I have a ball that falls thru a hole. The hole is part of a base which has a reasonable depth which means the ball will hit the sides of the hole as it falls thru. The base has a mesh collider (maybe this will be changed to a box if possible in the future) and the ball has a Rigidbody.
I am not interested in this collision (I mean I don’t have any scripts that look for it at all) but the slowdown is quite surprising and although I have not yet looked at the frame rate difference the other objects in the game stutter a lot then slow.
Any thoughts on how this can be changed so it is less of an impact?
(bearing in mind it will be difficult to change to a box collider given that its a hole in a base). No gui stuff in here either.

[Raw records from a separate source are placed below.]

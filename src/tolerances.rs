// SPDX-License-Identifier: AGPL-3.0-only

//! Centralized engine constants with numerical justification.
//!
//! Every threshold used by the refinement, classification, and driver layers
//! is defined here with documentation of its origin. No ad-hoc magic numbers
//! in the algorithm modules.

// ═══════════════════════════════════════════════════════════════════
// Two-level error refinement
// ═══════════════════════════════════════════════════════════════════

/// Fraction of the parent/children integral discrepancy charged as error.
///
/// After a bisection, `left + right − parent` measures the disagreement
/// between the two refinement levels. One quarter of it is attributed to
/// each child as an error floor: half to the pair, split evenly.
pub const DISCREPANCY_FRACTION: f64 = 0.25;

// ═══════════════════════════════════════════════════════════════════
// Budget classifier policy
// ═══════════════════════════════════════════════════════════════════

/// Floor on a region's budget weight, as a fraction of the mean active mass.
///
/// Regions whose integral is near zero (flat patches of the integrand) would
/// otherwise receive a vanishing share of the error budget and never
/// converge. The floor hands them at least 1/1000 of an average region's
/// allotment, which is negligible for peaked integrands but unsticks flat
/// ones.
pub const WEIGHT_FLOOR: f64 = 1e-3;

// ═══════════════════════════════════════════════════════════════════
// Driver defaults
// ═══════════════════════════════════════════════════════════════════

/// Default relative-error target.
pub const DEFAULT_EPSREL: f64 = 1e-3;

/// Default absolute-error target.
///
/// Small enough that the relative target governs for any integrand whose
/// magnitude is not itself near zero.
pub const DEFAULT_EPSABS: f64 = 1e-12;

/// Default iteration ceiling.
///
/// The active population can double each iteration, so the region ceiling is
/// normally reached first; this bound catches oscillating classifications.
pub const DEFAULT_MAX_ITERATIONS: usize = 100;

/// Default ceiling on the active region population (~4M regions).
///
/// Geometry plus estimates cost `(2·ndim + 4) · 8` bytes per region; at 8
/// dimensions the ceiling corresponds to roughly 640 MB of working state.
pub const DEFAULT_MAX_REGIONS: usize = 1 << 22;

/// Initial uniform splits per axis as a function of dimension.
///
/// A fine starting grid in low dimension buys better first-pass error
/// estimates, but the box count is `splits^ndim` so high dimensions must
/// start coarse.
#[must_use]
pub fn default_splits_per_dim(ndim: usize) -> usize {
    match ndim {
        0..=4 => 4,
        5..=10 => 2,
        _ => 1,
    }
}

// ═══════════════════════════════════════════════════════════════════
// Test tolerances
// ═══════════════════════════════════════════════════════════════════

/// Tolerance for operations that should be exact in f64 arithmetic,
/// allowing a few digits of accumulated rounding.
pub const EXACT_F64: f64 = 1e-10;
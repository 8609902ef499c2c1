// SPDX-License-Identifier: AGPL-3.0-only

//! Stream compaction of converged regions.
//!
//! After classification every region is in exactly one of two fates: kept
//! (compacted into the next iteration's working set, its current estimate
//! retained as the parent estimate) or finished (its contribution folded into
//! the running global total, its storage dropped). Never both, never neither.
//!
//! The compacted index of each survivor comes from an exclusive prefix sum
//! over the activity flags; the subsequent move of geometry, split dimension,
//! and estimates is an ordered gather into freshly allocated arrays sized to
//! the survivor count. Old backing storage is released only after the new
//! arrays are fully populated.

use rayon::prelude::*;

use crate::scan::exclusive_scan;
use crate::storage::{RegionCharacteristics, RegionEstimates, RegionStore};

/// Running global totals from all regions confirmed converged so far.
///
/// Accumulation only ever adds: both totals are monotone non-decreasing
/// across iterations.
#[derive(Debug, Clone, Copy, Default)]
pub struct RunningTotal {
    pub integral: f64,
    pub error: f64,
    pub finished_regions: usize,
}

impl RunningTotal {
    pub fn accumulate(&mut self, integral: f64, error: f64, regions: usize) {
        debug_assert!(error >= 0.0);
        self.integral += integral;
        self.error += error;
        self.finished_regions += regions;
    }
}

/// Remove converged regions from the working set.
///
/// Survivors are compacted in order into `store` and `chars`; their current
/// estimates become `parents`. Finished regions are folded into `total`.
/// Returns the surviving active count. With zero survivors the containers
/// are left holding empty populations.
pub fn compact(
    store: &mut RegionStore,
    chars: &mut RegionCharacteristics,
    estimates: &RegionEstimates,
    parents: &mut RegionEstimates,
    total: &mut RunningTotal,
) -> usize {
    let n = store.len();
    debug_assert_eq!(n, chars.len());
    debug_assert_eq!(n, estimates.len());

    let (offsets, n_active) = exclusive_scan(&chars.active);

    // Fold the finished regions into the running total before their
    // estimates go away.
    let (finished_integral, finished_error) = (0..n)
        .into_par_iter()
        .filter(|&i| !chars.active[i])
        .map(|i| (estimates.integral[i], estimates.error[i]))
        .reduce(|| (0.0, 0.0), |a, b| (a.0 + b.0, a.1 + b.1));
    total.accumulate(finished_integral, finished_error, n - n_active);

    // New index -> old index, in survivor order. `offsets[survivors[j]] == j`.
    let survivors: Vec<usize> = (0..n).into_par_iter().filter(|&i| chars.active[i]).collect();
    debug_assert!(survivors.iter().all(|&i| offsets[i] < n_active));

    let ndim = store.ndim();
    let new_left: Vec<f64> = (0..ndim * n_active)
        .into_par_iter()
        .map(|k| store.left_raw()[(k / n_active) * n + survivors[k % n_active]])
        .collect();
    let new_length: Vec<f64> = (0..ndim * n_active)
        .into_par_iter()
        .map(|k| store.length_raw()[(k / n_active) * n + survivors[k % n_active]])
        .collect();
    let new_split_dim: Vec<usize> = survivors.par_iter().map(|&i| chars.split_dim[i]).collect();
    let parent_integral: Vec<f64> = survivors.par_iter().map(|&i| estimates.integral[i]).collect();
    let parent_error: Vec<f64> = survivors.par_iter().map(|&i| estimates.error[i]).collect();

    store.replace(new_left, new_length, n_active);
    chars.active = vec![true; n_active];
    chars.split_dim = new_split_dim;
    parents.integral = parent_integral;
    parents.error = parent_error;

    n_active
}
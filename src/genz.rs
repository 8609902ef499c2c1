// SPDX-License-Identifier: AGPL-3.0-only

//! Genz integrand families for validation.
//!
//! The six classic families stress distinct integrand pathologies:
//! oscillation, localized peaks, corner singular behavior, Gaussian decay,
//! kinked continuity, and discontinuity. Where a closed form exists on the
//! unit cube, an `*_exact_unit_cube` companion returns the reference value
//! the end-to-end tests check against.
//!
//! All constructors take owned coefficient vectors and return `Sync`
//! closures ready to hand to the engine.

/// `cos(2π·u1 + Σ c_i x_i)`.
pub fn oscillatory(u1: f64, c: Vec<f64>) -> impl Fn(&[f64]) -> f64 + Sync {
    move |x: &[f64]| {
        let phase: f64 = x.iter().zip(&c).map(|(xi, ci)| xi * ci).sum();
        (2.0 * std::f64::consts::PI * u1 + phase).cos()
    }
}

/// Closed form of [`oscillatory`] on `[0,1]^d`:
/// `cos(2π·u1 + Σ c_i/2) · Π sin(c_i/2)/(c_i/2)`. Requires `c_i ≠ 0`.
#[must_use]
pub fn oscillatory_exact_unit_cube(u1: f64, c: &[f64]) -> f64 {
    let half_sum: f64 = c.iter().map(|ci| ci / 2.0).sum();
    let envelope: f64 = c.iter().map(|ci| (ci / 2.0).sin() / (ci / 2.0)).product();
    (2.0 * std::f64::consts::PI * u1 + half_sum).cos() * envelope
}

/// `Π 1 / (c_i⁻² + (x_i − u_i)²)` — a peak at `u` in every dimension.
pub fn product_peak(c: Vec<f64>, u: Vec<f64>) -> impl Fn(&[f64]) -> f64 + Sync {
    move |x: &[f64]| {
        x.iter()
            .zip(&c)
            .zip(&u)
            .map(|((xi, ci), ui)| 1.0 / (ci.powi(-2) + (xi - ui).powi(2)))
            .product()
    }
}

/// Closed form of [`product_peak`] on `[0,1]^d`:
/// `Π c_i · (atan(c_i(1 − u_i)) + atan(c_i·u_i))`.
#[must_use]
pub fn product_peak_exact_unit_cube(c: &[f64], u: &[f64]) -> f64 {
    c.iter()
        .zip(u)
        .map(|(ci, ui)| ci * ((ci * (1.0 - ui)).atan() + (ci * ui).atan()))
        .product()
}

/// `(1 + Σ c_i x_i)^−(d+1)` — peaked at the origin corner.
pub fn corner_peak(c: Vec<f64>) -> impl Fn(&[f64]) -> f64 + Sync {
    move |x: &[f64]| {
        let d = c.len() as i32;
        let s: f64 = x.iter().zip(&c).map(|(xi, ci)| xi * ci).sum();
        (1.0 + s).powi(-(d + 1))
    }
}

/// Closed form of [`corner_peak`] on `[0,1]^d` by inclusion-exclusion:
/// `(1/(d!·Π c_i)) Σ_S (−1)^|S| / (1 + Σ_{i∈S} c_i)`. Practical for
/// `d ≤ 20` or so; the subset loop is `2^d`.
#[must_use]
pub fn corner_peak_exact_unit_cube(c: &[f64]) -> f64 {
    let d = c.len();
    let factorial: f64 = (1..=d).map(|k| k as f64).product();
    let coeff: f64 = c.iter().product::<f64>() * factorial;

    let mut acc = 0.0;
    for subset in 0u64..(1 << d) {
        let sum: f64 = (0..d)
            .filter(|i| subset & (1 << i) != 0)
            .map(|i| c[i])
            .sum();
        let sign = if subset.count_ones() % 2 == 0 { 1.0 } else { -1.0 };
        acc += sign / (1.0 + sum);
    }
    acc / coeff
}

/// `exp(−Σ c_i² (x_i − u_i)²)`.
pub fn gaussian(c: Vec<f64>, u: Vec<f64>) -> impl Fn(&[f64]) -> f64 + Sync {
    move |x: &[f64]| {
        let s: f64 = x
            .iter()
            .zip(&c)
            .zip(&u)
            .map(|((xi, ci), ui)| (ci * (xi - ui)).powi(2))
            .sum();
        (-s).exp()
    }
}

/// `exp(−Σ c_i |x_i − u_i|)` — continuous but kinked at `u`.
pub fn c0_continuous(c: Vec<f64>, u: Vec<f64>) -> impl Fn(&[f64]) -> f64 + Sync {
    move |x: &[f64]| {
        let s: f64 = x
            .iter()
            .zip(&c)
            .zip(&u)
            .map(|((xi, ci), ui)| ci * (xi - ui).abs())
            .sum();
        (-s).exp()
    }
}

/// Closed form of [`c0_continuous`] on `[0,1]^d`:
/// `Π (2 − exp(−c_i u_i) − exp(−c_i (1 − u_i))) / c_i`. Requires `c_i ≠ 0`.
#[must_use]
pub fn c0_continuous_exact_unit_cube(c: &[f64], u: &[f64]) -> f64 {
    c.iter()
        .zip(u)
        .map(|(ci, ui)| (2.0 - (-ci * ui).exp() - (-ci * (1.0 - ui)).exp()) / ci)
        .product()
}

/// `exp(Σ c_i x_i)` inside `x_0 ≤ u_0 ∧ x_1 ≤ u_1`, zero outside.
///
/// In one dimension only the `u_0` cut applies.
pub fn discontinuous(c: Vec<f64>, u: Vec<f64>) -> impl Fn(&[f64]) -> f64 + Sync {
    move |x: &[f64]| {
        if x[0] > u[0] || (x.len() > 1 && x[1] > u[1]) {
            return 0.0;
        }
        let s: f64 = x.iter().zip(&c).map(|(xi, ci)| xi * ci).sum();
        s.exp()
    }
}

/// Closed form of [`discontinuous`] on `[0,1]^d`:
/// `Π (exp(c_i t_i) − 1)/c_i` with `t = (u_0, u_1, 1, …, 1)`.
#[must_use]
pub fn discontinuous_exact_unit_cube(c: &[f64], u: &[f64]) -> f64 {
    c.iter()
        .enumerate()
        .map(|(i, ci)| {
            let t = if i < 2 && i < u.len() { u[i] } else { 1.0 };
            ((ci * t).exp() - 1.0) / ci
        })
        .product()
}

Yes, don’t use mesh colliders. Even if you don’t have code to respond to the collision the detection routines are still running and mesh colliders are expensive. So switch to box colliders and/or disable the colliders altogether while this is happening.
You used the key phrase, “mesh collider”. Don’t use 'em, simple as that. Box colliders for example are very simple and computationally light as it’s easy to determine the bounding volume, anything that needs to compute a mesh’s bounding volume and check for collisions will get VERY expensive VERY fast.
BTW: I meant Convex Mesh Colliders, not Compound (But I think you understood that).
Hmm… i dont really think I have a choice as my levels are not uniform enough to allow for box colliders… i would need to add 100+ to get even a close approximation.
Example…
Obviously, I can remove the ground mesh, and put a box collider there, but the walls and platforms are too tricky to fit compound colliders… unless someone has a good suggestion for me?
There’s no rule saying you can’t use them, but if you’re like the OP and you start asking about performance lags that seem associated with mesh colliders then you know where to start looking first.